Understand the Intel/AMD CPU naming
This video explains the naming mechanism of Intel/AMD CPU pretty well.
Chip Binning
Chip manufacturing isn’t perfect. A CPU manufactured with CPU cores may only have 8 that are working. Chip Binning is the process of selling chips with detects as a lower-tier CPUs at a lower cost by disabling the areas with defects. This massively improves the yield of a wafer because it means that more dies can be utilised and sold.

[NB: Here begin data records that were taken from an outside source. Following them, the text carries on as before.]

use crate::config::{DEFAULT_LOG_FILTER, LOG_ENV};
use serde::Serialize;
use std::fmt;
use std::io::Write;
use std::sync::{Arc, Mutex};

/// Логирование с временными метками (диагностика для разработчика, не для пользователя)
pub fn init_logging() {
    let env = env_logger::Env::default().filter_or(LOG_ENV, DEFAULT_LOG_FILTER);
    let _ = env_logger::Builder::from_env(env)
        .format(|buf, record| {
            let now = chrono::Local::now();
            writeln!(
                buf,
                "RUST: [{}] {:<5} {}",
                now.format("%Y-%m-%d %H:%M:%S%.3f"),
                record.level(),
                record.args()
            )
        })
        .try_init();
}

#[derive(Serialize, Debug, Clone, Copy, PartialEq, Eq)]
#[serde(rename_all = "lowercase")]
pub enum LogKind {
    Success,
    Failure,
    Info,
    /// payload, который пользователь копирует другому пиру
    Relay,
}

/// Строка в окне вывода
#[derive(Serialize, Debug, Clone, PartialEq, Eq)]
pub struct LogEntry {
    pub kind: LogKind,
    pub text: String,
    /// Есть только у `Relay`
    pub payload: Option<String>,
    pub ts: i64,
}

impl fmt::Display for LogEntry {
    fn fmt(&self, f: &mut fmt::Formatter<'_>) -> fmt::Result {
        match self.kind {
            LogKind::Success => write!(f, "Success: {}", self.text),
            LogKind::Failure => write!(f, "Failure: {}", self.text),
            LogKind::Info => write!(f, "{}", self.text),
            LogKind::Relay => match &self.payload {
                Some(payload) => write!(f, "{}\n{}", self.text, payload),
                None => write!(f, "{}", self.text),
            },
        }
    }
}

/// Куда попадают строки вывода: терминал, окно Tauri, память в тестах
pub trait EventSink: Send + Sync {
    fn append(&self, entry: LogEntry);
}

/// Окно вывода сессии; каждая строка дублируется в `log`
#[derive(Clone)]
pub struct OutputLog {
    sink: Arc<dyn EventSink>,
}

impl OutputLog {
    pub fn new(sink: Arc<dyn EventSink>) -> Self {
        Self { sink }
    }

    pub fn success(&self, msg: &str) {
        log::info!("success: {}", msg);
        self.push(LogKind::Success, msg.to_string(), None);
    }

    /// `op` это действие, которое не удалось, `cause` то, что ответила платформа
    pub fn failure(&self, op: &str, cause: impl fmt::Display) {
        let text = format!("{}, {}", op, cause);
        log::warn!("failure: {}", text);
        self.push(LogKind::Failure, text, None);
    }

    pub fn message(&self, msg: &str) {
        log::debug!("message: {}", msg);
        self.push(LogKind::Info, msg.to_string(), None);
    }

    pub fn relay(&self, msg: &str, payload: String) {
        log::debug!("relay: {} ({} chars)", msg, payload.len());
        self.push(LogKind::Relay, msg.to_string(), Some(payload));
    }

    fn push(&self, kind: LogKind, text: String, payload: Option<String>) {
        self.sink.append(LogEntry {
            kind,
            text,
            payload,
            ts: chrono::Utc::now().timestamp(),
        });
    }
}

/// Печать в stdout; relay-данные отдельной строкой, чтобы их было удобно копировать
pub struct TerminalSink;

impl EventSink for TerminalSink {
    fn append(&self, entry: LogEntry) {
        let mut out = std::io::stdout().lock();
        let _ = writeln!(out, "{}", entry);
        let _ = writeln!(out, "---");
    }
}

/// Накопитель строк (тесты, отладка)
#[derive(Default)]
pub struct MemorySink {
    entries: Mutex<Vec<LogEntry>>,
}

impl MemorySink {
    pub fn new() -> Arc<Self> {
        Arc::new(Self::default())
    }

    pub fn entries(&self) -> Vec<LogEntry> {
        self.lock().clone()
    }

    pub fn of_kind(&self, kind: LogKind) -> Vec<LogEntry> {
        self.lock()
            .iter()
            .filter(|e| e.kind == kind)
            .cloned()
            .collect()
    }

    pub fn clear(&self) {
        self.lock().clear();
    }

    fn lock(&self) -> std::sync::MutexGuard<'_, Vec<LogEntry>> {
        // отравленный мьютекс не мешает читать накопленное
        self.entries.lock().unwrap_or_else(|e| e.into_inner())
    }
}

impl EventSink for MemorySink {
    fn append(&self, entry: LogEntry) {
        self.lock().push(entry);
    }
}
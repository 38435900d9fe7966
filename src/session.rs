//! Сессия: одно соединение, максимум один канал, ручная пересылка сигналов.
//!
//! Все входы (действия пользователя и события платформы) обрабатываются по одному,
//! владелец сессии решает, в каком порядке их подавать.

use crate::config::RelayConfig;
use crate::errors::RelayError;
use crate::logger::{EventSink, OutputLog};
use crate::peer::connection::{ChannelLink, PeerLink};
use crate::peer::types::{ChannelState, IceCandidate, PeerEvent, SessionDescription, Signal};
use crate::signaling;
use crate::utils::random_id;
use serde::Serialize;
use std::sync::Arc;

pub struct Session<P: PeerLink> {
    id: String,
    peer: P,
    channel: Option<Arc<dyn ChannelLink>>,
    config: RelayConfig,
    out: OutputLog,
}

impl<P: PeerLink> Session<P> {
    pub fn new(peer: P, config: RelayConfig, sink: Arc<dyn EventSink>) -> Self {
        let id = random_id();
        log::debug!("Session {} created, channel label '{}'", id, config.channel_label);
        Self {
            id,
            peer,
            channel: None,
            config,
            out: OutputLog::new(sink),
        }
    }

    pub fn id(&self) -> &str {
        &self.id
    }

    pub fn peer(&self) -> &P {
        &self.peer
    }

    pub fn config(&self) -> &RelayConfig {
        &self.config
    }

    pub fn channel(&self) -> Option<&Arc<dyn ChannelLink>> {
        self.channel.as_ref()
    }

    /// `None` пока канала нет
    pub fn channel_state(&self) -> Option<ChannelState> {
        self.channel.as_ref().map(|ch| ch.ready_state())
    }

    /// Шаг 1 (caller): создаём канал, платформа ответит negotiation-needed
    pub async fn open_channel(&mut self) -> Result<(), RelayError> {
        log::debug!("[{}] open_channel '{}'", self.id, self.config.channel_label);
        let channel = self
            .peer
            .create_data_channel(&self.config.channel_label)
            .await
            .map_err(|e| self.report("createDataChannel", e))?;
        if self.channel.replace(channel).is_some() {
            log::debug!("[{}] previous channel reference dropped", self.id);
        }
        Ok(())
    }

    /// Шаг 3 (caller): offer -> local description -> в вывод для пересылки
    pub async fn on_negotiation_needed(&self) -> Result<(), RelayError> {
        let offer = self
            .peer
            .create_offer()
            .await
            .map_err(|e| self.report("createOffer", e))?;
        self.peer
            .set_local_description(offer.clone())
            .await
            .map_err(|e| self.report("setLocalDescription", e))?;
        self.relay("Send this offer to the peer:", &offer)
    }

    pub fn on_ice_candidate(&self, candidate: Option<IceCandidate>) -> Result<(), RelayError> {
        match candidate {
            Some(candidate) => self.relay("Send this ice candidate to the peer:", &candidate),
            None => {
                log::debug!("[{}] end of local candidates", self.id);
                Ok(())
            }
        }
    }

    /// Текст, вставленный пользователем. Битый текст только выводится как ошибка, состояние не меняется
    pub async fn submit_signal(&self, text: &str) -> Result<(), RelayError> {
        let signal = signaling::decode(text).map_err(|e| self.report("signal button", e))?;

        match signal {
            Signal::Offer(offer) => self.accept_offer(offer).await,
            Signal::Answer(answer) => {
                self.peer
                    .set_remote_description(answer)
                    .await
                    .map_err(|e| self.report("setRemoteDescription from answer", e))?;
                self.out.success("setRemoteDescription from answer");
                Ok(())
            }
            Signal::Candidate(candidate) => {
                self.peer
                    .add_ice_candidate(candidate)
                    .await
                    .map_err(|e| self.report("addIceCandidate", e))?;
                self.out.success("addIceCandidate");
                Ok(())
            }
            Signal::Unrecognized => {
                log::debug!("[{}] unrecognized payload: {}", self.id, text.trim());
                self.out.message("Ignored unrecognized signaling payload");
                Ok(())
            }
        }
    }

    /// Шаг 2 (receiver): remote description -> answer -> local description
    async fn accept_offer(&self, offer: SessionDescription) -> Result<(), RelayError> {
        self.peer
            .set_remote_description(offer)
            .await
            .map_err(|e| self.report("setRemoteDescription from offer", e))?;
        self.out.success("setRemoteDescription from offer");

        let answer = self
            .peer
            .create_answer()
            .await
            .map_err(|e| self.report("createAnswer", e))?;
        self.peer
            .set_local_description(answer.clone())
            .await
            .map_err(|e| self.report("setLocalDescription", e))?;
        self.relay("Send this answer to the peer:", &answer)
    }

    /// Receiver: канал от caller пришёл к нам
    pub fn on_incoming_channel(&mut self, channel: Arc<dyn ChannelLink>) {
        log::info!("[{}] incoming channel '{}'", self.id, channel.label());
        self.channel = Some(channel);
    }

    pub async fn send_chat(&self, message: &str) -> Result<(), RelayError> {
        let channel = self
            .channel
            .as_ref()
            .ok_or(RelayError::ChannelUndefined)
            .map_err(|e| self.report("chat button", e))?;

        let state = channel.ready_state();
        if state != ChannelState::Open {
            return Err(self.report("chat button", RelayError::ChannelNotOpen(state)));
        }

        channel
            .send_text(message.to_string())
            .await
            .map_err(|e| self.report("send", e))
    }

    /// Разбор одного события платформы. Ошибки уже выведены пользователю.
    pub async fn handle_event(&mut self, event: PeerEvent) {
        log::trace!("[{}] event {:?}", self.id, event);
        match event {
            PeerEvent::NegotiationNeeded => {
                let _ = self.on_negotiation_needed().await;
            }
            PeerEvent::IceCandidate(candidate) => {
                let _ = self.on_ice_candidate(candidate);
            }
            PeerEvent::IncomingChannel(channel) => self.on_incoming_channel(channel),
            PeerEvent::ChannelOpen { .. } => self.out.success("channel onopen"),
            PeerEvent::ChannelMessage { data, .. } => {
                self.out.message(&format!("message from the channel: {}", data))
            }
            PeerEvent::ChannelClosed { label } => {
                if self.current_channel_closed(&label) {
                    log::info!("[{}] channel '{}' closed", self.id, label);
                    self.out.message("channel closed");
                } else {
                    log::debug!("[{}] close of non-current channel '{}' ignored", self.id, label);
                }
            }
        }
    }

    /// Ручное разъединение: закрываем канал и соединение
    pub async fn close(&mut self) {
        if let Some(channel) = self.channel.take() {
            if let Err(e) = channel.close().await {
                log::warn!("[{}] closing channel: {}", self.id, e);
            }
        }
        if let Err(e) = self.peer.close().await {
            log::warn!("[{}] closing peer connection: {}", self.id, e);
        }
        log::info!("[{}] session closed", self.id);
    }

    /// Событие закрытия относится к текущему каналу, только если он сам уже закрыт:
    /// замещённый канал с той же меткой не трогает состояние текущего
    fn current_channel_closed(&self, label: &str) -> bool {
        self.channel.as_ref().is_some_and(|ch| {
            ch.label() == label
                && matches!(ch.ready_state(), ChannelState::Closing | ChannelState::Closed)
        })
    }

    fn relay<T: Serialize>(&self, msg: &str, payload: &T) -> Result<(), RelayError> {
        let text = signaling::encode(payload, self.config.encoding)
            .map_err(|e| self.report("render payload", e))?;
        self.out.relay(msg, text);
        Ok(())
    }

    fn report(&self, op: &str, err: RelayError) -> RelayError {
        self.out.failure(op, &err);
        err
    }
}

The M4 chip comes with iPad Pro 2024, the more expensive version includes one additional performance CPU core and 8GB more DRAM.
CPU Core
- One single unit of CPU that executes Instruction independently from other CPU cores
32-bit CPU
- Register Width that are 32 Bit each
- The size of Memory Address is limited to 4GB. Because 32bits Register can only hold 4GB different unique memory address,
- The Word size is usually 4 Byte
64-bit CPU
- Register Width that are 64 Bit each
- Doesn’t have the 4GB Main Memory limitation in 32-bit CPU
- The Word size is usually 8 Byte
CPU Scratch Area
- A small amount of high-speed memory that is used to store temporary data in the CPU. Register and CPU Cache are considered as CPU Scratch Area
Hyperthreading
- Hyperthreading technology enables a single CPU to handle multiple Thread simultaneously. Thus, achieving Parallelism (并行)

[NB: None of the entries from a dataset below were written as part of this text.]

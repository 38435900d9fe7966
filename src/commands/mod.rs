//! Оболочки вокруг сессии: терминал и (с фичей `desktop`) Tauri.

#[cfg(feature = "desktop")]
pub mod desktop;
pub mod terminal;
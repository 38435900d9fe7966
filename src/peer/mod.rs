pub mod connection;
pub mod types;

pub use connection::{ChannelLink, PeerLink, RtcChannel, RtcPeer};
pub use types::{
    ChannelState, IceCandidate, IceServerKind, PeerEvent, SdpKind, ServerConfig,
    SessionDescription, Signal,
};
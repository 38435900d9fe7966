use anyhow::Context;
use clap::Parser;
use pastechan::config::{RelayConfig, RelayEncoding};
use pastechan::peer::{IceServerKind, ServerConfig};
use std::path::PathBuf;

#[derive(Parser, Debug)]
#[command(
    version,
    about = "Chat over a WebRTC data channel, signaled by copy and paste."
)]
struct Args {
    #[arg(short, long, env = "PASTECHAN_CONFIG", help = "TOML configuration file")]
    config: Option<PathBuf>,

    #[arg(
        long = "ice-server",
        value_name = "URL",
        help = "ICE server URL; replaces configured servers, may be repeated"
    )]
    ice_servers: Vec<String>,

    #[arg(
        long,
        env = "PASTECHAN_ICE_USERNAME",
        help = "Username for TURN servers given with --ice-server"
    )]
    ice_username: Option<String>,

    #[arg(
        long,
        env = "PASTECHAN_ICE_CREDENTIAL",
        hide_env_values = true,
        help = "Credential for TURN servers given with --ice-server"
    )]
    ice_credential: Option<String>,

    #[arg(long, help = "Data channel label")]
    label: Option<String>,

    #[arg(long, help = "Print relay payloads as base64(gzip(json))")]
    compact: bool,
}

impl Args {
    fn into_config(self) -> anyhow::Result<RelayConfig> {
        let mut config = match &self.config {
            Some(path) => RelayConfig::load(path)
                .with_context(|| format!("loading {}", path.display()))?,
            None => RelayConfig::default(),
        };

        if !self.ice_servers.is_empty() {
            let (username, credential) = (self.ice_username, self.ice_credential);
            config.ice_servers = self
                .ice_servers
                .into_iter()
                .enumerate()
                .map(|(i, url)| {
                    let kind = if url.starts_with("turn") {
                        IceServerKind::Turn
                    } else {
                        IceServerKind::Stun
                    };
                    // учётные данные нужны только TURN
                    let (username, credential) = match kind {
                        IceServerKind::Turn => (username.clone(), credential.clone()),
                        IceServerKind::Stun => (None, None),
                    };
                    ServerConfig {
                        id: format!("cli-{}", i),
                        r#type: kind,
                        url,
                        username,
                        credential,
                    }
                })
                .collect();
        }
        if let Some(label) = self.label {
            config.channel_label = label;
        }
        if self.compact {
            config.encoding = RelayEncoding::Compact;
        }

        config.validate()?;
        Ok(config)
    }
}

#[tokio::main]
async fn main() -> anyhow::Result<()> {
    pastechan::logger::init_logging();
    let config = Args::parse().into_config()?;
    pastechan::commands::terminal::run(config).await?;
    Ok(())
}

- This is achieved by duplicating the Register File like Program Counter. Fetch and Decode are also duplicated to allow for simultaneous processing of Instruction from multiple Thread. The rest like ALU is shared
Important
The performance gain from Hyperthreading is minimal when one set of the fetch and decode is smooth and able to keep the ALU busy.
However, if one set of the fetch and decode is not smooth in the cases like Pipeline Flush, the another set of fetch and decode can keep the ALU busy, thus improving performance.
The rule of thumb is that every CPU Core that supports hyperthreading has roughly an additional CPU core performance.